ACTION ITEM:
Go through the data and retrieve each line that includes the string "Result".

DATA SHOWN:
//! Dense linear solver
//!
//! # Algorithm
//!
//! Classic Gaussian elimination on a copy of the matrix:
//!
//! ```text
//! for k = 0..n-1:
//!     for i = k+1..n-1:
//!         factor = a[i,k] / a[k,k]
//!         row_i  -= factor · row_k,   b_i -= factor · b_k
//! x[i] = (b_i − Σ_{c>i} a[i,c]·x[c]) / a[i,i]     (back-substitution)
//! ```
//!
//! No pivoting is performed. A pivot with `|a[k,k]| <= 1e-12 · max|a|` is
//! reported as a [`NumericalInstability`](crate::error::FredholmError::NumericalInstability)
//! instead of letting Inf/NaN reach the coefficients.
//!
//! [`GaussianElimination::with_rescue_pivoting`] swaps rows only at such
//! pivots. On matrices that never hit one, both variants execute the same
//! floating point operations in the same order.
//!
//! The solver works in storage slots; errors report the domain index
//! (slot + first index of the matrix).

use std::fmt;
use std::time::Instant;

use crate::approximation::{ShiftedMatrix, ShiftedVector};
use crate::error::{FredholmError, Result};

/// Relative pivot tolerance
pub const PIVOT_TOLERANCE: f64 = 1e-12;

// =================================================================================================
// Linear Solver Trait
// =================================================================================================

/// Solves A·x = b over a shared shifted index domain
pub trait LinearSolver: Send + Sync + fmt::Debug {
    /// Solve `matrix · x = rhs`
    ///
    /// The solution is indexed like `rhs`.
    fn solve(&self, matrix: &ShiftedMatrix, rhs: &ShiftedVector) -> Result<ShiftedVector>;

    /// Name of the solver (used to display and logging)
    fn name(&self) -> &str;
}

// =================================================================================================
// Gaussian Elimination
// =================================================================================================

/// Gaussian elimination, unpivoted unless rescue pivoting is enabled
#[derive(Debug, Clone, Copy, Default, PartialEq, Eq)]
pub struct GaussianElimination {
    rescue_pivoting: bool,
}

impl GaussianElimination {
    /// Plain elimination without pivoting
    pub fn new() -> Self {
        Self::default()
    }

    /// Builder pattern: swap rows at near-zero pivots
    pub fn with_rescue_pivoting(mut self) -> Self {
        self.rescue_pivoting = true;
        self
    }

    /// True when rescue pivoting is enabled
    pub fn rescue_pivoting(&self) -> bool {
        self.rescue_pivoting
    }

    fn is_small(pivot: f64, threshold: f64) -> bool {
        !pivot.is_finite() || pivot.abs() <= threshold
    }
}

impl LinearSolver for GaussianElimination {
    fn solve(&self, matrix: &ShiftedMatrix, rhs: &ShiftedVector) -> Result<ShiftedVector> {
        // ====== Step 1: Validation ======

        if matrix.indices() != rhs.indices() {
            return Err(FredholmError::configuration(format!(
                "Matrix over {:?} and right-hand side over {:?} do not share an index domain",
                matrix.indices(),
                rhs.indices()
            )));
        }

        let start = Instant::now();
        let first = matrix.first();
        let n = matrix.size();
        let mut a = matrix.as_dmatrix().clone();
        let mut b = rhs.as_dvector().clone();

        let scale = a.iter().fold(0.0_f64, |acc, v| acc.max(v.abs()));
        let threshold = PIVOT_TOLERANCE * scale;

        // ====== Step 2: Forward elimination ======

        for k in 0..n {
            if Self::is_small(a[(k, k)], threshold) {
                let rescue = if self.rescue_pivoting {
                    (k + 1..n)
                        .filter(|&i| !Self::is_small(a[(i, k)], threshold))
                        .max_by(|&i, &j| a[(i, k)].abs().total_cmp(&a[(j, k)].abs()))
                } else {
                    None
                };

                match rescue {
                    Some(row) => {
                        log::warn!(
                            "Near-zero pivot {:e} at index {}, swapping with row {}",
                            a[(k, k)],
                            first + k as i64,
                            first + row as i64
                        );
                        a.swap_rows(k, row);
                        b.swap_rows(k, row);
                    }
                    None => {
                        return Err(FredholmError::instability(
                            "Gaussian elimination pivot",
                            first + k as i64,
                            a[(k, k)],
                        ));
                    }
                }
            }

            let pivot = a[(k, k)];
            for i in (k + 1)..n {
                let factor = a[(i, k)] / pivot;
                for c in k..n {
                    a[(i, c)] -= factor * a[(k, c)];
                }
                b[i] -= factor * b[k];
            }
        }

        // ====== Step 3: Back-substitution ======

        let mut x = b.clone();
        for i in (0..n).rev() {
            let mut sum = b[i];
            for c in (i + 1)..n {
                sum -= a[(i, c)] * x[c];
            }
            x[i] = sum / a[(i, i)];
        }

        // ====== Step 4: Result check ======

        if let Some(slot) = x.iter().position(|v| !v.is_finite()) {
            return Err(FredholmError::instability(
                "Gaussian elimination solution",
                first + slot as i64,
                x[slot],
            ));
        }

        log::debug!("Solved {}x{} system in {:?}", n, n, start.elapsed());

        Ok(ShiftedVector::from_storage(first, x))
    }

    fn name(&self) -> &str {
        if self.rescue_pivoting {
            "Gaussian elimination (rescue pivoting)"
        } else {
            "Gaussian elimination"
        }
    }
}

// =================================================================================================
// Tests
// =================================================================================================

ANSWER SPACE:
use crate::error::{FredholmError, Result};
    fn solve(&self, matrix: &ShiftedMatrix, rhs: &ShiftedVector) -> Result<ShiftedVector>;
    fn solve(&self, matrix: &ShiftedMatrix, rhs: &ShiftedVector) -> Result<ShiftedVector> {
        // ====== Step 4: Result check ======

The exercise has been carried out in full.